• _PROBLEM_:
Find all lines below containing the string "record" and return them.
START GIVEN DATA
// 工单系统连接
//
// 数据源只通过 IssueTracker 与远端交互; 网络客户端在本 crate 之外实现。
// StaticTracker 是内存实现, 可从 JSON 导出文件加载, 分页行为与远端 API 一致。

use std::collections::BTreeMap;
use std::path::Path;

use parking_lot::Mutex;
use serde::{Deserialize, Serialize};
use serde_json::Value as JsonValue;

use crate::{Result, SelectError};

/// 一页结果
#[derive(Debug, Clone, Default, PartialEq)]
pub struct Page {
    /// 服务端报告的总数
    pub total: u64,
    pub values: Vec<JsonValue>,
    pub is_last: bool,
}

/// 工单搜索请求
#[derive(Debug, Clone, PartialEq, Eq, Serialize)]
pub struct SearchRequest {
    pub jql: String,
    pub start_at: u64,
    pub max_results: u64,
    pub expand: String,
    pub fields: String,
}

/// 看板列表请求
#[derive(Debug, Clone, Default, PartialEq, Eq, Serialize)]
pub struct BoardRequest {
    pub start_at: u64,
    pub max_results: u64,
    pub board_type: Option<String>,
    pub name: Option<String>,
}

/// 迭代列表请求
#[derive(Debug, Clone, PartialEq, Eq, Serialize)]
pub struct SprintRequest {
    pub board_id: i64,
    pub start_at: u64,
    pub max_results: u64,
    pub state: Option<String>,
}

/// 已发出的请求 (用于回放与断言)
#[derive(Debug, Clone, PartialEq, Eq, Serialize)]
pub enum TrackerRequest {
    Fields,
    Search(SearchRequest),
    Boards(BoardRequest),
    Sprints(SprintRequest),
    Issue(String),
    Sprint(i64),
}

/// 工单系统连接
#[cfg_attr(test, mockall::automock)]
pub trait IssueTracker: Send + Sync {
    /// 连接标识 (实例地址 + 用户), 参与缓存键
    fn client_info(&self) -> String;

    /// 字段定义 (`id`, `name`, `schema.type`)
    fn fields(&self) -> Result<Vec<JsonValue>>;

    fn search_issues(&self, request: &SearchRequest) -> Result<Page>;

    fn boards(&self, request: &BoardRequest) -> Result<Page>;

    fn sprints(&self, request: &SprintRequest) -> Result<Page>;

    /// 按 key 取单个工单 (含变更记录)
    fn issue(&self, key: &str) -> Result<JsonValue>;

    /// 按 id 取单个迭代
    fn sprint(&self, sprint_id: i64) -> Result<JsonValue>;
}

// ═══════════════════════════════════════════════════════════════════════════
// 内存实现
// ═══════════════════════════════════════════════════════════════════════════

/// 导出文件格式
#[derive(Debug, Default, Deserialize)]
#[serde(default)]
struct TrackerExport {
    client_info: Option<String>,
    fields: Vec<JsonValue>,
    issues: Vec<JsonValue>,
    boards: Vec<JsonValue>,
    sprints: BTreeMap<String, Vec<JsonValue>>,
}

/// 内存工单系统
///
/// JQL 不做解释, 只记录; 看板按 type / name (包含) 过滤, 迭代按 state 过滤。
#[derive(Debug, Default)]
pub struct StaticTracker {
    client_info: String,
    fields: Vec<JsonValue>,
    issues: Vec<JsonValue>,
    boards: Vec<JsonValue>,
    sprints: BTreeMap<String, Vec<JsonValue>>,
    requests: Mutex<Vec<TrackerRequest>>,
}

impl StaticTracker {
    pub fn new(client_info: impl Into<String>) -> Self {
        Self {
            client_info: client_info.into(),
            ..Self::default()
        }
    }

    pub fn with_fields(mut self, fields: Vec<JsonValue>) -> Self {
        self.fields = fields;
        self
    }

    pub fn with_issues(mut self, issues: Vec<JsonValue>) -> Self {
        self.issues = issues;
        self
    }

    pub fn with_boards(mut self, boards: Vec<JsonValue>) -> Self {
        self.boards = boards;
        self
    }

    pub fn with_sprints(mut self, board_id: i64, sprints: Vec<JsonValue>) -> Self {
        self.sprints.insert(board_id.to_string(), sprints);
        self
    }

    /// 从导出 JSON 构建
    pub fn from_json(value: JsonValue) -> Result<Self> {
        let export: TrackerExport = serde_json::from_value(value)?;
        Ok(Self {
            client_info: export.client_info.unwrap_or_else(|| "static".to_string()),
            fields: export.fields,
            issues: export.issues,
            boards: export.boards,
            sprints: export.sprints,
            requests: Mutex::new(Vec::new()),
        })
    }

    /// 从导出文件加载
    pub fn from_export<P: AsRef<Path>>(path: P) -> Result<Self> {
        let path = path.as_ref();
        let content = std::fs::read_to_string(path).map_err(|e| {
            SelectError::Source(format!("Failed to read export {}: {}", path.display(), e))
        })?;
        let value: JsonValue = serde_json::from_str(&content)?;
        Self::from_json(value)
    }

    /// 已发出的请求
    pub fn requests(&self) -> Vec<TrackerRequest> {
        self.requests.lock().clone()
    }

    fn record(&self, request: TrackerRequest) {
        self.requests.lock().push(request);
    }
}

fn paginate(items: &[&JsonValue], start_at: u64, max_results: u64) -> Page {
    let total = items.len() as u64;
    let start = start_at.min(total) as usize;
    let end = start_at.saturating_add(max_results).min(total) as usize;
    Page {
        total,
        values: items[start..end].iter().map(|v| (*v).clone()).collect(),
        is_last: end as u64 >= total,
    }
}

fn text_field<'a>(value: &'a JsonValue, name: &str) -> Option<&'a str> {
    value.get(name).and_then(JsonValue::as_str)
}

impl IssueTracker for StaticTracker {
    fn client_info(&self) -> String {
        self.client_info.clone()
    }

    fn fields(&self) -> Result<Vec<JsonValue>> {
        self.record(TrackerRequest::Fields);
        Ok(self.fields.clone())
    }

    fn search_issues(&self, request: &SearchRequest) -> Result<Page> {
        self.record(TrackerRequest::Search(request.clone()));
        let items: Vec<&JsonValue> = self.issues.iter().collect();
        Ok(paginate(&items, request.start_at, request.max_results))
    }

    fn boards(&self, request: &BoardRequest) -> Result<Page> {
        self.record(TrackerRequest::Boards(request.clone()));
        let items: Vec<&JsonValue> = self
            .boards
            .iter()
            .filter(|board| match &request.board_type {
                Some(t) => text_field(board, "type") == Some(t.as_str()),
                None => true,
            })
            .filter(|board| match &request.name {
                Some(n) => text_field(board, "name").map_or(false, |name| name.contains(n.as_str())),
                None => true,
            })
            .collect();
        Ok(paginate(&items, request.start_at, request.max_results))
    }

    fn sprints(&self, request: &SprintRequest) -> Result<Page> {
        self.record(TrackerRequest::Sprints(request.clone()));
        let sprints = self
            .sprints
            .get(&request.board_id.to_string())
            .ok_or_else(|| {
                SelectError::Source(format!(
                    "The board does not support sprints: {}",
                    request.board_id
                ))
            })?;
        let states: Option<Vec<&str>> = request
            .state
            .as_deref()
            .map(|s| s.split(',').map(str::trim).collect());
        let items: Vec<&JsonValue> = sprints
            .iter()
            .filter(|sprint| match &states {
                Some(states) => text_field(sprint, "state").map_or(false, |s| states.contains(&s)),
                None => true,
            })
            .collect();
        Ok(paginate(&items, request.start_at, request.max_results))
    }

    fn issue(&self, key: &str) -> Result<JsonValue> {
        self.record(TrackerRequest::Issue(key.to_string()));
        self.issues
            .iter()
            .find(|issue| text_field(issue, "key") == Some(key))
            .cloned()
            .ok_or_else(|| SelectError::Source(format!("Issue does not exist: {}", key)))
    }

    fn sprint(&self, sprint_id: i64) -> Result<JsonValue> {
        self.record(TrackerRequest::Sprint(sprint_id));
        self.sprints
            .values()
            .flatten()
            .find(|sprint| sprint.get("id").and_then(JsonValue::as_i64) == Some(sprint_id))
            .cloned()
            .ok_or_else(|| SelectError::Source(format!("Sprint does not exist: {}", sprint_id)))
    }
}

#[cfg(test)]
mod tests {
    use super::*;
    use serde_json::json;

    fn search(start_at: u64, max_results: u64) -> SearchRequest {
        SearchRequest {
            jql: String::new(),
            start_at,
            max_results,
            expand: String::new(),
            fields: "*all".to_string(),
        }
    }

    #[test]
    fn test_search_paginates() {
        let tracker = StaticTracker::new("test").with_issues(
            (1..=5).map(|i| json!({"key": format!("A-{}", i)})).collect(),
        );
        let first = tracker.search_issues(&search(0, 2)).unwrap();
        assert_eq!(first.total, 5);
        assert_eq!(first.values.len(), 2);
        assert!(!first.is_last);

        let last = tracker.search_issues(&search(4, 2)).unwrap();
        assert_eq!(last.values, vec![json!({"key": "A-5"})]);
        assert!(last.is_last);

        let beyond = tracker.search_issues(&search(10, 2)).unwrap();
        assert!(beyond.values.is_empty());
        assert_eq!(tracker.requests().len(), 3);
    }

    #[test]
    fn test_board_and_sprint_filters() {
        let tracker = StaticTracker::from_json(json!({
            "boards": [
                {"id": 1, "name": "Alpha board", "type": "scrum"},
                {"id": 2, "name": "Beta board", "type": "kanban"}
            ],
            "sprints": {
                "1": [
                    {"id": 10, "name": "S1", "state": "closed"},
                    {"id": 11, "name": "S2", "state": "active"}
                ]
            }
        }))
        .unwrap();

        let boards = tracker
            .boards(&BoardRequest {
                max_results: 50,
                board_type: Some("scrum".into()),
                ..BoardRequest::default()
            })
            .unwrap();
        assert_eq!(boards.total, 1);

        let sprints = tracker
            .sprints(&SprintRequest {
                board_id: 1,
                start_at: 0,
                max_results: 50,
                state: Some("active".into()),
            })
            .unwrap();
        assert_eq!(sprints.values, vec![json!({"id": 11, "name": "S2", "state": "active"})]);

        let missing = tracker.sprints(&SprintRequest {
            board_id: 2,
            start_at: 0,
            max_results: 50,
            state: None,
        });
        assert!(matches!(missing, Err(SelectError::Source(_))));
    }

    #[test]
    fn test_single_issue_and_sprint_lookup() {
        let tracker = StaticTracker::new("test")
            .with_issues(vec![json!({"key": "A-1"}), json!({"key": "A-2"})])
            .with_sprints(3, vec![json!({"id": 30, "name": "S30"})]);

        assert_eq!(tracker.issue("A-2").unwrap(), json!({"key": "A-2"}));
        assert!(matches!(tracker.issue("A-9"), Err(SelectError::Source(_))));
        assert_eq!(tracker.sprint(30).unwrap()["name"], json!("S30"));
        assert!(matches!(tracker.sprint(31), Err(SelectError::Source(_))));
        assert_eq!(
            tracker.requests(),
            vec![
                TrackerRequest::Issue("A-2".into()),
                TrackerRequest::Issue("A-9".into()),
                TrackerRequest::Sprint(30),
                TrackerRequest::Sprint(31),
            ]
        );
    }

    #[test]
    fn test_export_defaults() {
        let tracker = StaticTracker::from_json(json!({})).unwrap();
        assert_eq!(tracker.client_info(), "static");
        assert!(tracker.fields().unwrap().is_empty());
    }
}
END GIVEN DATA
• _FINISHED EXERCISE_:
    fn record(&self, request: TrackerRequest) {
        self.record(TrackerRequest::Fields);
        self.record(TrackerRequest::Search(request.clone()));
        self.record(TrackerRequest::Boards(request.clone()));
        self.record(TrackerRequest::Sprints(request.clone()));
        self.record(TrackerRequest::Issue(key.to_string()));
        self.record(TrackerRequest::Sprint(sprint_id));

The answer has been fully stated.